### Information:
==*==

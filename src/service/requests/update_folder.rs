use crate::common::error::{Error, Result};
use crate::common::version::ExchangeVersion;
use crate::common::xml::{EwsXmlReader, EwsXmlWriter, XmlNamespace};
use crate::service::object::{Folder, ServiceObject};
use crate::service::request::{ResponseContext, ServiceRequest};
use crate::service::requests::{empty_slots, stage_object};
use crate::service::response::ResponseMessage;

/// Send the pending changes of existing folders.
#[derive(Debug)]
pub struct UpdateFolder {
    folders: Vec<Folder>,
    dirty: Vec<usize>,
    staged: Vec<Option<ServiceObject>>,
}

impl UpdateFolder {
    pub fn new(folders: Vec<Folder>) -> Self {
        let dirty = folders
            .iter()
            .enumerate()
            .filter(|(_, folder)| folder.is_dirty())
            .map(|(index, _)| index)
            .collect::<Vec<_>>();
        Self {
            staged: empty_slots(dirty.len()),
            folders,
            dirty,
        }
    }

    /// Take the folders back; empty after a successful call.
    pub fn into_folders(self) -> Vec<Folder> {
        self.folders
    }
}

impl ServiceRequest for UpdateFolder {
    type Response = Vec<Folder>;

    const ELEMENT: &'static str = "UpdateFolder";
    const RESPONSE_ELEMENT: &'static str = "UpdateFolderResponse";
    const RESPONSE_MESSAGE_ELEMENT: &'static str = "UpdateFolderResponseMessage";

    fn validate(&self, _version: ExchangeVersion) -> Result<()> {
        if self.dirty.is_empty() {
            return Err(Error::Validation("No folder has pending changes".to_string()));
        }
        if self.dirty.iter().any(|&index| self.folders[index].is_new()) {
            return Err(Error::Validation(
                "New folders must be created before they can be updated".to_string(),
            ));
        }
        Ok(())
    }

    fn write_elements(&self, writer: &mut EwsXmlWriter) -> Result<()> {
        writer.write_start_element(XmlNamespace::Messages, "FolderChanges");
        for &index in &self.dirty {
            self.folders[index].object().write_update_to_xml(writer)?;
        }
        writer.write_end_element()
    }

    fn expected_message_count(&self) -> usize {
        self.dirty.len()
    }

    fn read_message_element(
        &mut self,
        index: usize,
        reader: &mut EwsXmlReader<'_>,
        _context: &ResponseContext<'_>,
    ) -> Result<bool> {
        if !reader.is_start_element(XmlNamespace::Messages, "Folders") {
            return Ok(false);
        }
        let folder = self.dirty.get(index).and_then(|&position| self.folders.get(position));
        let (Some(folder), Some(slot)) = (folder, self.staged.get_mut(index)) else {
            return Err(Error::Deserialization(format!(
                "Unexpected response message {}",
                index
            )));
        };
        *slot = stage_object(reader, "Folders", folder.object())?;
        Ok(true)
    }

    fn finish(&mut self, _messages: Vec<ResponseMessage>) -> Result<Vec<Folder>> {
        let staged = std::mem::take(&mut self.staged);
        for (&position, staged) in self.dirty.iter().zip(staged) {
            let object = self.folders[position].object_mut();
            match staged {
                Some(staged) => object.absorb(staged),
                None => object.reset_change_log(),
            }
        }
        Ok(std::mem::take(&mut self.folders))
    }
}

==*==

### Assignment:
Set down each entry again, exactly as written.

### Exercise result:
filename src/service/requests/update_folder.rs
use crate::common::error::{Error, Result};
use crate::common::version::ExchangeVersion;
use crate::common::xml::{EwsXmlReader, EwsXmlWriter, XmlNamespace};
use crate::service::object::{Folder, ServiceObject};
use crate::service::request::{ResponseContext, ServiceRequest};
use crate::service::requests::{empty_slots, stage_object};
use crate::service::response::ResponseMessage;

/// Send the pending changes of existing folders.
#[derive(Debug)]
pub struct UpdateFolder {
    folders: Vec<Folder>,
    dirty: Vec<usize>,
    staged: Vec<Option<ServiceObject>>,
}

impl UpdateFolder {
    pub fn new(folders: Vec<Folder>) -> Self {
        let dirty = folders
            .iter()
            .enumerate()
            .filter(|(_, folder)| folder.is_dirty())
            .map(|(index, _)| index)
            .collect::<Vec<_>>();
        Self {
            staged: empty_slots(dirty.len()),
            folders,
            dirty,
        }
    }

    /// Take the folders back; empty after a successful call.
    pub fn into_folders(self) -> Vec<Folder> {
        self.folders
    }
}

impl ServiceRequest for UpdateFolder {
    type Response = Vec<Folder>;

    const ELEMENT: &'static str = "UpdateFolder";
    const RESPONSE_ELEMENT: &'static str = "UpdateFolderResponse";
    const RESPONSE_MESSAGE_ELEMENT: &'static str = "UpdateFolderResponseMessage";

    fn validate(&self, _version: ExchangeVersion) -> Result<()> {
        if self.dirty.is_empty() {
            return Err(Error::Validation("No folder has pending changes".to_string()));
        }
        if self.dirty.iter().any(|&index| self.folders[index].is_new()) {
            return Err(Error::Validation(
                "New folders must be created before they can be updated".to_string(),
            ));
        }
        Ok(())
    }

    fn write_elements(&self, writer: &mut EwsXmlWriter) -> Result<()> {
        writer.write_start_element(XmlNamespace::Messages, "FolderChanges");
        for &index in &self.dirty {
            self.folders[index].object().write_update_to_xml(writer)?;
        }
        writer.write_end_element()
    }

    fn expected_message_count(&self) -> usize {
        self.dirty.len()
    }

    fn read_message_element(
        &mut self,
        index: usize,
        reader: &mut EwsXmlReader<'_>,
        _context: &ResponseContext<'_>,
    ) -> Result<bool> {
        if !reader.is_start_element(XmlNamespace::Messages, "Folders") {
            return Ok(false);
        }
        let folder = self.dirty.get(index).and_then(|&position| self.folders.get(position));
        let (Some(folder), Some(slot)) = (folder, self.staged.get_mut(index)) else {
            return Err(Error::Deserialization(format!(
                "Unexpected response message {}",
                index
            )));
        };
        *slot = stage_object(reader, "Folders", folder.object())?;
        Ok(true)
    }

    fn finish(&mut self, _messages: Vec<ResponseMessage>) -> Result<Vec<Folder>> {
        let staged = std::mem::take(&mut self.staged);
        for (&position, staged) in self.dirty.iter().zip(staged) {
            let object = self.folders[position].object_mut();
            match staged {
                Some(staged) => object.absorb(staged),
                None => object.reset_change_log(),
            }
        }
        Ok(std::mem::take(&mut self.folders))
    }
}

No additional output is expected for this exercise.